M. Giammarino : Me demandez-vous si les gouverneurs de la Banque du Canada interviendraient ici?

Le sénateur Di Nino : Les membres du conseil de la Banque du Canada.

M. Giammarino : J'ignore si c'est le cas. Je ne peux pas croire que ce ne l'est pas, mais j'ignore si le gouverneur pourrait prendre cette décision sans en informer le conseil.

Le sénateur Di Nino : S'il y a une dimension dont vous ne nous avez pas parlée, j'aimerais que vous transmettiez quelque chose à la greffière qui nous le fera parvenir.

Le président : Monsieur Giammarino, je vous ai fait remettre la page 125 du projet de loi C-50. Vous discutez du paragraphe 146(1), qui se lit comme suit :

g) dans le cadre de la conduite de sa politique monétaire ou en vue de favoriser la stabilité du système financier canadien :

Il est dit ensuite que le gouverneur de la Banque du Canada peut acheter et vendre des titres et autres instruments financiers — à une exception près — sauf « ceux attestant un droit, un intérêt ou une participation dans une entité «. En quoi consiste cette exception de titres qu'elle ne peut négocier?

M. Giammarino : D'après ce que je comprends, cela s'applique à la participation dans les entités en exploitation. Comme je l'ai dit au début, je ne me souviens par cœur de chaque disposition, mais je crois que la Banque du Canada est assujettie à des restrictions quant à sa participation dans des entités en exploitation, la détention de parts dans des entreprises et l'exercice d'influence, et c'est cela qui est exclus.

Le président : Merci. Cela nous aide. J'ignorais cela.

À l'alinéa 18.1(2), il est dit que la banque publie la politique, et cela renvoie à l'article que nous venons d'examiner. Le gouverneur doit donc publier la politique et ne peut l'appliquer que sept jours après sa publication. Cela signifie que la population en prendrait connaissance et saurait qu'il y a un critère objectif qu'elle peut appliquer à ce que fait le gouverneur.
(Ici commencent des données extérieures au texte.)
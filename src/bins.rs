pub(crate) trait SliceExt {
    fn read_u16(&self) -> u16;
    fn read_u32(&self) -> u32;
    fn read_u64(&self) -> u64;

    fn read_le_i32(&self) -> i32;
    fn read_le_i64(&self) -> i64;
    fn read_le_u64(&self) -> u64;
}

// The table files keep the little endian layout of their on-disk format while everything the
// write-ahead log produces is big endian.
impl SliceExt for [u8] {
    fn read_u16(&self) -> u16 {
        u16::from_be_bytes(self[..2].try_into().unwrap())
    }
    fn read_u32(&self) -> u32 {
        u32::from_be_bytes(self[..4].try_into().unwrap())
    }
    fn read_u64(&self) -> u64 {
        u64::from_be_bytes(self[..8].try_into().unwrap())
    }

    fn read_le_i32(&self) -> i32 {
        i32::from_le_bytes(self[..4].try_into().unwrap())
    }
    fn read_le_i64(&self) -> i64 {
        i64::from_le_bytes(self[..8].try_into().unwrap())
    }
    fn read_le_u64(&self) -> u64 {
        u64::from_le_bytes(self[..8].try_into().unwrap())
    }
}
Au sous-alinéa (ii), il n'y a pas d'exception concernant les placements dans les entités en exploitation et rien n'oblige le gouverneur à publier dans la Gazette du Canada des normes objectives. Cela ne vous inquiète-t-il pas que le gouverneur de la Banque du Canada puisse investir, vendre et acheter des titres, éventuellement d'une manière qui soit contraire à la politique gouvernementale et qui aille à l'encontre de ce qu'il essaie d'accomplir, sans contrôle, ni consultation ni publication?

M. Giammarino : J'ai lu cela. D'après ce que je comprends, cette différence s'explique par la gravité de l'événement. Si le gouverneur estime qu'une contrainte extrême pèse sur le système financier, il doit publier une politique et déclarer qu'il achète ces titres parce qu'ils ne contiennent pas de liquidité. Toutefois, dans le cadre de la conduite de sa politique monétaire ou en vue de favoriser la stabilité du système financier, il a le droit, comme c'est le cas actuellement, d'acheter d'autres titres.

J'y vois là un élargissement du genre de titres qu'il peut négocier et en particulier des acteurs avec qui il peut traiter. C'est une façon de réagir à l'évolution du marché monétaire. Je suis certain qu'on vous a communiqué ces chiffres ce matin. Les établissements non bancaires privés pèsent désormais lourd sur le marché monétaire. La Banque du Canada n'a pas le même accès à ces établissements et eux n'ont pas le même accès à la Banque du Canada. Pour moi, cette disposition donne cette latitude.

Le sénateur Di Nino : L'article proposé 19, de l'article 147, couvre ce que vous venez de dire.

Le président : C'est utile. Je pense que M. Giammarino a peut-être mal interprété le document. La publication dans la Gazette du Canada est la façon de procéder normale en ce qui concerne le premier article que nous avons examiné, qui établit cette exception pour les entités en exploitation. Au sujet de l'alinéa (ii), il est dit qu'il peut acheter et vendre tout titre et acheter une part dans des entités en exploitation. Par exemple, il nous l'apprend, éventuellement, après qu'il y a eu conflit entre la politique énoncée par le gouvernement et l'action du gouverneur. Il le publie dans la Gazette du Canada et déclare : « Voilà ce que j'ai fait. »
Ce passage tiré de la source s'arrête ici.